Cerebral ischemia and reperfusion was established through the classic middle cerebral artery occlusion (MCAO) for 2 h, followed by 24 h reperfusion. Rats were orally given different doses of n-butyl alcohol extracts (NBES) of RPP or saline for one week before induction of ischemia. Neurological defect scoring, cerebral infarct volume, oxidative stress markers, inflammatory reaction and nerve cell apoptosis were then estimated.

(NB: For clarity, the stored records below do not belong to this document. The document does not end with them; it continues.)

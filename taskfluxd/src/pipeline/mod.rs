//! The periodic sample -> score -> classify -> aggregate cycle and its
//! publication.
//!
//! [`Pipeline::run_cycle`] executes the stages strictly in order on one
//! thread. The finished [`CycleResult`] replaces the previous one in a
//! `watch` channel, so readers always see a whole cycle. History and
//! last-emitted tiers live inside the pipeline and are touched by nothing
//! else.

use crate::bus::{LogBus, LogLevel, LogRecord, log_once};
use crate::classifier::{ThreatClassifier, Tier};
use crate::config::{Config, RuntimeConfig, SettingsStore};
use crate::error::PipelineError;
use crate::health::{HealthAggregator, HealthScore};
use crate::history::ProcessHistory;
use crate::metrics::Metrics;
use crate::sampler::{ProcessSource, Sampler};
use crate::scoring::{ScoreRecord, ScoringEngine};
use crate::threats::ThreatFeed;
use crate::types::{Pid, ProcessSnapshot, SystemSnapshot};
use chrono::{DateTime, Utc};
use log::{error, info, warn};
use serde::Serialize;
use std::collections::HashMap;
use std::sync::Arc;
use std::time::Instant;
use tokio::sync::watch;

pub mod cadence;

pub use cadence::Cadence;

/// Everything one cycle produced.
#[derive(Debug, Clone, Serialize)]
pub struct CycleResult {
    pub cycle: u64,
    pub timestamp: DateTime<Utc>,
    pub system: SystemSnapshot,
    /// Processes after the publication filters, in display order.
    pub processes: Vec<ProcessSnapshot>,
    /// Scores of `processes`, same order.
    pub scores: Vec<ScoreRecord>,
    pub health: HealthScore,
    /// Every sampled process, unfiltered. Actions resolve PIDs here.
    #[serde(skip)]
    pub process_table: Vec<ProcessSnapshot>,
}

impl CycleResult {
    /// Placeholder published before the first cycle completes.
    pub fn empty() -> Self {
        Self::with_table(0, Vec::new())
    }

    pub fn with_table(cycle: u64, mut process_table: Vec<ProcessSnapshot>) -> Self {
        process_table.sort_by_key(|p| p.pid);
        Self {
            cycle,
            timestamp: Utc::now(),
            system: SystemSnapshot::default(),
            processes: process_table.clone(),
            scores: Vec::new(),
            health: HealthScore::perfect(),
            process_table,
        }
    }

    pub fn process(&self, pid: Pid) -> Option<&ProcessSnapshot> {
        self.process_table.iter().find(|p| p.pid == pid)
    }

    pub fn process_table(&self) -> &[ProcessSnapshot] {
        &self.process_table
    }

    pub fn score(&self, pid: Pid) -> Option<&ScoreRecord> {
        self.scores.iter().find(|s| s.pid == pid)
    }
}

/// Shared structures the pipeline writes into besides its own output.
#[derive(Clone)]
pub struct PipelineHandles {
    pub bus: Arc<LogBus>,
    pub threats: Arc<ThreatFeed>,
    pub metrics: Arc<Metrics>,
    pub settings: SettingsStore,
}

pub struct Pipeline<S> {
    sampler: Sampler<S>,
    scoring: ScoringEngine,
    history: ProcessHistory,
    classifier: ThreatClassifier,
    health: HealthAggregator,
    handles: PipelineHandles,
    publisher: watch::Sender<Arc<CycleResult>>,
    cycle: u64,
    /// PID -> (start time, name) of the previous successful cycle.
    known: Option<HashMap<Pid, (Option<u64>, String)>>,
    consecutive_failures: u32,
    last_error: Option<String>,
}

impl<S: ProcessSource> Pipeline<S> {
    pub fn new(
        source: S,
        config: &Config,
        handles: PipelineHandles,
    ) -> (Self, watch::Receiver<Arc<CycleResult>>) {
        let (publisher, receiver) = watch::channel(Arc::new(CycleResult::empty()));
        let pipeline = Self {
            sampler: Sampler::new(source),
            scoring: ScoringEngine::new(config.scoring.clone(), config.allow_list.clone()),
            history: ProcessHistory::new(config.scoring.history_len),
            classifier: ThreatClassifier::new(config.thresholds),
            health: HealthAggregator::new(config.health.clone(), config.thresholds),
            handles,
            publisher,
            cycle: 0,
            known: None,
            consecutive_failures: 0,
            last_error: None,
        };
        (pipeline, receiver)
    }

    /// Run one full cycle.
    ///
    /// `Ok(None)` means sampling failed and the previous result stays
    /// published. Only repeated sampling failure is an error.
    pub fn run_cycle(&mut self) -> Result<Option<Arc<CycleResult>>, PipelineError> {
        let started = Instant::now();
        let settings = self.handles.settings.snapshot();

        let (processes, system) = match self.sampler.sample() {
            Ok(sample) => sample,
            Err(err) => {
                self.consecutive_failures += 1;
                self.handles.metrics.inc_cycles_failed();
                self.handles.metrics.set_last_error(Some(err.to_string()));
                log_once(
                    &mut self.last_error,
                    format!("[pipeline] sampling failed: {err}"),
                );
                self.handles.bus.append(
                    LogRecord::action(format!(
                        "[SYSTEM] sampling failed, keeping previous snapshot: {err}"
                    ))
                    .level(LogLevel::Warn),
                );
                if self.consecutive_failures >= settings.max_consecutive_failures {
                    error!(
                        "[pipeline] giving up after {} consecutive sampling failures",
                        self.consecutive_failures
                    );
                    self.handles.bus.append(
                        LogRecord::action(format!(
                            "[FATAL] system metrics unavailable for {} consecutive cycles: {err}",
                            self.consecutive_failures
                        ))
                        .level(LogLevel::Error),
                    );
                    return Err(PipelineError::Fatal {
                        failures: self.consecutive_failures,
                        last: err,
                    });
                }
                return Ok(None);
            }
        };
        if self.consecutive_failures > 0 {
            info!(
                "[pipeline] sampling recovered after {} failed cycle(s)",
                self.consecutive_failures
            );
            self.consecutive_failures = 0;
            self.last_error = None;
            self.handles.metrics.set_last_error(None);
        }

        let now = system.timestamp;
        self.track_lifecycle(&processes, now);

        let records = self.scoring.score(&processes, &self.history, now);
        self.history.record(&processes);

        let events = self.classifier.observe(&records, now);
        self.handles.metrics.add_threat_events(events.len());
        for event in events {
            let level = if event.tier >= Tier::High {
                LogLevel::Warn
            } else {
                LogLevel::Info
            };
            let mut record = LogRecord::threat(format!("[THREAT] {}", event.reason))
                .level(level)
                .tier(event.tier)
                .at(now);
            if let Some(pid) = event.pid {
                record = record.pid(pid);
            }
            self.handles.bus.append(record);
            self.handles.threats.record(event);
        }

        let health = self.health.aggregate(&system, &records);

        self.cycle += 1;
        let (visible, scores) = publish_view(&processes, &records, &settings);
        let result = Arc::new(CycleResult {
            cycle: self.cycle,
            timestamp: now,
            system,
            processes: visible,
            scores,
            health,
            process_table: processes,
        });
        self.publisher.send_replace(Arc::clone(&result));

        let elapsed = started.elapsed().as_millis();
        self.handles
            .metrics
            .record_cycle(u64::try_from(elapsed).unwrap_or(u64::MAX), result.process_table.len());
        Ok(Some(result))
    }

    /// Append spawn/exit entries by diffing against the previous cycle. A
    /// PID seen again with a new start time was reused: exit plus spawn.
    fn track_lifecycle(&mut self, processes: &[ProcessSnapshot], now: DateTime<Utc>) {
        let current: HashMap<Pid, (Option<u64>, String)> = processes
            .iter()
            .map(|p| (p.pid, (p.start_time, p.name.clone())))
            .collect();

        let Some(previous) = self.known.take() else {
            info!(
                "[pipeline] baseline of {} processes recorded",
                processes.len()
            );
            self.known = Some(current);
            return;
        };

        let mut exited: Vec<Pid> = previous
            .iter()
            .filter(|(pid, (start, _))| {
                current
                    .get(*pid)
                    .is_none_or(|(seen, _)| seen != start)
            })
            .map(|(pid, _)| *pid)
            .collect();
        exited.sort_unstable();
        for pid in exited {
            self.classifier.forget(pid);
            self.handles
                .bus
                .append(LogRecord::process(format!("[PROC-EXIT] PID {pid}")).pid(pid).at(now));
        }

        for snap in processes {
            let spawned = previous
                .get(&snap.pid)
                .is_none_or(|(start, _)| *start != snap.start_time);
            if spawned {
                self.handles.bus.append(
                    LogRecord::process(format!("[PROC-SPAWN] {} (PID {})", snap.name, snap.pid))
                        .pid(snap.pid)
                        .at(now),
                );
            }
        }
        self.known = Some(current);
    }
}

impl<S: ProcessSource + 'static> Pipeline<S> {
    /// Drive cycles on the configured cadence until a fatal error.
    ///
    /// Each cycle runs on the blocking pool; the next tick is awaited only
    /// after it returns, so cycles never overlap. A changed refresh interval
    /// takes effect from the following tick.
    pub async fn run(self) -> Result<(), PipelineError> {
        let settings = self.handles.settings.clone();
        let metrics = Arc::clone(&self.handles.metrics);
        let mut period = settings.snapshot().refresh_interval();
        let mut cadence = Cadence::new(period);
        let mut reported_skips = 0;
        let mut pipeline = self;
        info!("[pipeline] running every {} ms", period.as_millis());

        loop {
            cadence.next_tick().await;
            let (returned, result) = tokio::task::spawn_blocking(move || {
                let result = pipeline.run_cycle();
                (pipeline, result)
            })
            .await
            .map_err(|e| PipelineError::Worker(e.to_string()))?;
            pipeline = returned;
            cadence.mark_finished();

            let skipped = cadence.skipped();
            metrics.add_ticks_skipped(skipped - reported_skips);
            reported_skips = skipped;

            if let Err(err) = result {
                error!("[pipeline] stopping: {err}");
                return Err(err);
            }

            let wanted = settings.snapshot().refresh_interval();
            if wanted != period {
                info!(
                    "[pipeline] refresh interval {} ms -> {} ms",
                    period.as_millis(),
                    wanted.as_millis()
                );
                period = wanted;
                cadence = Cadence::delayed(period);
                reported_skips = 0;
            }
        }
    }
}

/// Apply the display settings: hide system processes unless asked, and
/// order by score or by PID.
fn publish_view(
    processes: &[ProcessSnapshot],
    records: &[ScoreRecord],
    settings: &RuntimeConfig,
) -> (Vec<ProcessSnapshot>, Vec<ScoreRecord>) {
    let mut rows: Vec<(&ProcessSnapshot, &ScoreRecord)> = processes
        .iter()
        .zip(records)
        .filter(|(p, _)| settings.show_system_processes || !p.system)
        .collect();
    if settings.auto_sort {
        rows.sort_by(|a, b| b.1.score.total_cmp(&a.1.score).then(a.0.pid.cmp(&b.0.pid)));
    } else {
        rows.sort_by_key(|(p, _)| p.pid);
    }
    if rows.is_empty() && !processes.is_empty() {
        warn!("[pipeline] every process hidden by the publication filters");
    }
    rows.into_iter()
        .map(|(p, r)| (p.clone(), r.clone()))
        .unzip()
}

It showed that NBES could alleviate in a dose-dependent manner neurological deficit and reduce the infarct volume in vivo. The protective effects of NBES were associated with increased Superoxide dismutase (SOD) activity and decreased malonaldehyde (MDA), tumor necrosis factor-α (TNF-α) and interleukin-1β (IL-1β) levels. In addition, ischemia-induced neuron apoptosis was inhibited by NBES pretreatment, and western blot showed NBES upregulated expressions of B-cell leukemia-2 (Bcl-2) and downregulated Bcl-2-associated X (Bax) expression.
NBES prevent cerebral I/R injury by alleviating neuronal oxidative injury, inflammatory reaction and neuron apoptosis. The research for the traditional use of RPP provided certain theoretical basis.